[Stored items]
:::

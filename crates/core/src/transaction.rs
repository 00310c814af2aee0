// Copyright 2024 RISC Zero, Inc.
//
// Licensed under the Apache License, Version 2.0 (the "License");
// you may not use this file except in compliance with the License.
// You may obtain a copy of the License at
//
//     http://www.apache.org/licenses/LICENSE-2.0
//
// Unless required by applicable law or agreed to in writing, software
// distributed under the License is distributed on an "AS IS" BASIS,
// WITHOUT WARRANTIES OR CONDITIONS OF ANY KIND, either express or implied.
// See the License for the specific language governing permissions and
// limitations under the License.

use alloy_primitives::{hex, Address, Bytes, ChainId, TxNumber, B256, U256};
use k256::{
    ecdsa::{RecoveryId, VerifyingKey as K256VerifyingKey},
    elliptic_curve::sec1::ToEncodedPoint,
    PublicKey as K256PublicKey,
};
use serde::{Deserialize, Serialize};

use crate::{
    keccak::{address_from_uncompressed, keccak_b256},
    rlp::{self, decode_u64, decode_uint, RlpError, RlpItem},
    signature::{SPolicy, TxSignature},
    VerifyError,
};

/// Number of items in the body of a legacy transaction.
pub const LEGACY_FIELD_COUNT: usize = 6;
/// Number of items in a signed legacy transaction, and in an EIP-155 signing payload.
pub const SIGNED_FIELD_COUNT: usize = 9;

/// Represents the type of a transaction: either a contract creation or a call to an
/// existing account.
///
/// It avoids using an [Option] because the recipient of a contract creation is encoded
/// as the empty string, not as an absent item.
#[derive(Debug, Clone, Copy, PartialEq, Eq, Default, Serialize, Deserialize)]
pub enum TransactionKind {
    #[default]
    Create,
    Call(Address),
}

impl TransactionKind {
    fn to_rlp_item(self) -> RlpItem {
        match self {
            TransactionKind::Create => RlpItem::empty(),
            TransactionKind::Call(addr) => RlpItem::bytes(Bytes::copy_from_slice(addr.as_slice())),
        }
    }

    fn from_rlp_bytes(bytes: &[u8]) -> Result<Self, RlpError> {
        match bytes.len() {
            0 => Ok(TransactionKind::Create),
            20 => Ok(TransactionKind::Call(Address::from_slice(bytes))),
            _ => Err(alloy_rlp::Error::UnexpectedLength.into()),
        }
    }
}

impl From<Option<Address>> for TransactionKind {
    fn from(value: Option<Address>) -> Self {
        value.map_or(TransactionKind::Create, TransactionKind::Call)
    }
}

impl From<TransactionKind> for Option<Address> {
    fn from(value: TransactionKind) -> Self {
        match value {
            TransactionKind::Create => None,
            TransactionKind::Call(addr) => Some(addr),
        }
    }
}

/// The six fields of a legacy transaction, in wire order.
#[derive(Debug, Clone, PartialEq, Eq, Default, Serialize, Deserialize)]
pub struct TransactionFields {
    /// Number of transactions previously sent by the sender.
    pub nonce: TxNumber,
    /// Price in Wei per unit of gas.
    pub gas_price: U256,
    /// Maximum amount of gas for the execution.
    pub gas_limit: U256,
    /// Recipient, or [TransactionKind::Create] for contract creation.
    pub to: TransactionKind,
    /// Amount in Wei transferred to the recipient.
    pub value: U256,
    /// Call data or init code; empty when absent.
    pub data: Bytes,
}

impl TransactionFields {
    /// Returns the six body items, every integer in minimal form.
    pub fn to_rlp_items(&self) -> Vec<RlpItem> {
        vec![
            RlpItem::u64(self.nonce),
            RlpItem::uint(self.gas_price),
            RlpItem::uint(self.gas_limit),
            self.to.to_rlp_item(),
            RlpItem::uint(self.value),
            RlpItem::bytes(self.data.clone()),
        ]
    }

    /// Parses the body from the first six decoded items; further items are ignored.
    pub fn from_rlp_items(items: &[RlpItem]) -> Result<Self, RlpError> {
        let [nonce, gas_price, gas_limit, to, value, data] = match items.get(..LEGACY_FIELD_COUNT) {
            Some([a, b, c, d, e, f]) => [a, b, c, d, e, f].map(string_item),
            _ => {
                return Err(alloy_rlp::Error::ListLengthMismatch {
                    expected: LEGACY_FIELD_COUNT,
                    got: items.len(),
                }
                .into())
            }
        };

        Ok(Self {
            nonce: decode_u64(nonce?)?,
            gas_price: decode_uint(gas_price?)?,
            gas_limit: decode_uint(gas_limit?)?,
            to: TransactionKind::from_rlp_bytes(to?)?,
            value: decode_uint(value?)?,
            data: Bytes::copy_from_slice(data?),
        })
    }
}

fn string_item(item: &RlpItem) -> Result<&[u8], RlpError> {
    item.as_bytes()
        .map(|bytes| &bytes[..])
        .ok_or(RlpError::MalformedEncoding(alloy_rlp::Error::UnexpectedList))
}

/// The network a transaction is bound to.
///
/// A present chain ID selects EIP-155 replay protection.
#[derive(Debug, Clone, Copy, PartialEq, Eq, Hash, Default, Serialize, Deserialize)]
pub struct ChainContext {
    pub chain_id: Option<ChainId>,
}

impl ChainContext {
    /// No replay protection.
    pub const fn legacy() -> Self {
        Self { chain_id: None }
    }

    /// EIP-155 replay protection for `chain_id`.
    pub const fn eip155(chain_id: ChainId) -> Self {
        Self {
            chain_id: Some(chain_id),
        }
    }
}

impl From<Option<ChainId>> for ChainContext {
    fn from(chain_id: Option<ChainId>) -> Self {
        Self { chain_id }
    }
}

/// The exact bytes handed to the signer.
#[derive(Debug, Clone, PartialEq, Eq, Hash)]
pub struct UnsignedMessage(Bytes);

impl UnsignedMessage {
    /// Wraps bytes received from elsewhere, e.g. on the command line.
    pub fn from_bytes(bytes: impl Into<Bytes>) -> Self {
        Self(bytes.into())
    }

    pub fn as_bytes(&self) -> &[u8] {
        &self.0
    }

    pub fn into_bytes(self) -> Bytes {
        self.0
    }

    /// Lower-case hex without `0x`, the form the signer is given.
    pub fn to_hex(&self) -> String {
        hex::encode(&self.0)
    }

    /// The Keccak-256 digest that gets signed.
    pub fn signing_hash(&self) -> B256 {
        keccak_b256(&self.0)
    }
}

impl AsRef<[u8]> for UnsignedMessage {
    fn as_ref(&self) -> &[u8] {
        &self.0
    }
}

/// Builds the unsigned legacy payload.
///
/// The six body items are encoded as one list. According to EIP-155, if a chain ID is
/// present, `(chain_id, 0, 0)` is appended, the zeros standing in for `r` and `s`.
pub fn build_unsigned_message(fields: &TransactionFields, chain: ChainContext) -> UnsignedMessage {
    let mut items = fields.to_rlp_items();
    if let Some(chain_id) = chain.chain_id {
        items.extend([RlpItem::u64(chain_id), RlpItem::empty(), RlpItem::empty()]);
    }
    UnsignedMessage(rlp::encode_list(&items).into())
}

/// Computes the `v` value for a legacy signature with the given y-parity.
///
/// `27 + parity` without a chain ID, `35 + 2 * chain_id + parity` with one. The value
/// saturates rather than wrapping for absurd chain IDs.
pub fn legacy_v(chain: ChainContext, y_odd: bool) -> u64 {
    let parity = y_odd as u64;
    match chain.chain_id {
        None => 27 + parity,
        Some(chain_id) => chain_id
            .saturating_mul(2)
            .saturating_add(35)
            .saturating_add(parity),
    }
}

/// A signed legacy transaction, bound to the chain context it is checked against.
#[derive(Debug, Clone, PartialEq, Eq)]
pub struct LegacyTransaction {
    pub fields: TransactionFields,
    pub signature: TxSignature,
    pub chain: ChainContext,
}

impl LegacyTransaction {
    /// Rebuilds a transaction from the nine decoded wire items.
    ///
    /// `v`, `r` and `s` must be canonical integers: no leading zeros, `r` and `s` at
    /// most 32 bytes.
    pub fn from_rlp_items(items: &[RlpItem], chain: ChainContext) -> Result<Self, VerifyError> {
        if items.len() != SIGNED_FIELD_COUNT {
            return Err(RlpError::from(alloy_rlp::Error::ListLengthMismatch {
                expected: SIGNED_FIELD_COUNT,
                got: items.len(),
            })
            .into());
        }
        let fields = TransactionFields::from_rlp_items(items)?;

        let v = decode_u64(string_item(&items[6])?)?;
        let r = string_item(&items[7])?;
        let s = string_item(&items[8])?;
        decode_uint(r)?;
        decode_uint(s)?;

        Ok(Self {
            fields,
            signature: TxSignature {
                v,
                r: Bytes::copy_from_slice(r),
                s: Bytes::copy_from_slice(s),
            },
            chain,
        })
    }

    /// Decodes signed wire bytes.
    pub fn decode(bytes: &[u8], chain: ChainContext) -> Result<Self, VerifyError> {
        let items = rlp::decode(bytes)?;
        Self::from_rlp_items(&items, chain)
    }

    /// Encodes the signed nine-item form.
    pub fn encode(&self) -> Vec<u8> {
        let mut items = self.fields.to_rlp_items();
        items.extend([
            RlpItem::u64(self.signature.v),
            RlpItem::bytes(Bytes::copy_from_slice(rlp::trim_leading_zeros(&self.signature.r))),
            RlpItem::bytes(Bytes::copy_from_slice(rlp::trim_leading_zeros(&self.signature.s))),
        ]);
        rlp::encode_list(&items)
    }

    /// Returns the parity of the y-value of the curve point for which `signature.r` is
    /// the x-value. This is encoded in `v`, which must agree with the bound chain.
    fn is_y_odd(&self) -> Result<bool, VerifyError> {
        let v = self.signature.v;
        let parity = match self.chain.chain_id {
            None => v.checked_sub(27),
            Some(chain_id) => {
                if self.signature.chain_id() != Some(chain_id) {
                    return Err(VerifyError::RecoveryFailure("v does not match the chain ID"));
                }
                v.checked_sub(35 + 2 * chain_id)
            }
        };
        match parity {
            Some(0) => Ok(false),
            Some(1) => Ok(true),
            _ => Err(VerifyError::RecoveryFailure("v invalid")),
        }
    }

    /// The message this transaction's signature covers.
    pub fn signing_message(&self) -> UnsignedMessage {
        build_unsigned_message(&self.fields, self.chain)
    }

    /// Keccak-256 of [LegacyTransaction::signing_message].
    pub fn signing_hash(&self) -> B256 {
        self.signing_message().signing_hash()
    }

    /// Recovers the address of the sender from the signature.
    pub fn recover_from(&self, policy: SPolicy) -> Result<Address, VerifyError> {
        let is_y_odd = self.is_y_odd()?;
        let signature = self
            .signature
            .to_k256()?
            .ok_or(VerifyError::RecoveryFailure("r, s invalid"))?;
        let (signature, flipped) = policy
            .apply(signature)
            .ok_or(VerifyError::RecoveryFailure("s is not in the lower half"))?;

        let verify_key = K256VerifyingKey::recover_from_prehash(
            self.signing_hash().as_slice(),
            &signature,
            RecoveryId::new(is_y_odd ^ flipped, false),
        )
        .map_err(|_| VerifyError::RecoveryFailure("invalid signature"))?;

        let public_key = K256PublicKey::from(&verify_key);
        let public_key = public_key.to_encoded_point(false);
        address_from_uncompressed(public_key.as_bytes())
            .ok_or(VerifyError::RecoveryFailure("unexpected public key encoding"))
    }
}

:::

* **What is expected**
Your reply should be a single number: the count of lines above that include the string "RlpError".

* **Solution to the exercise**
6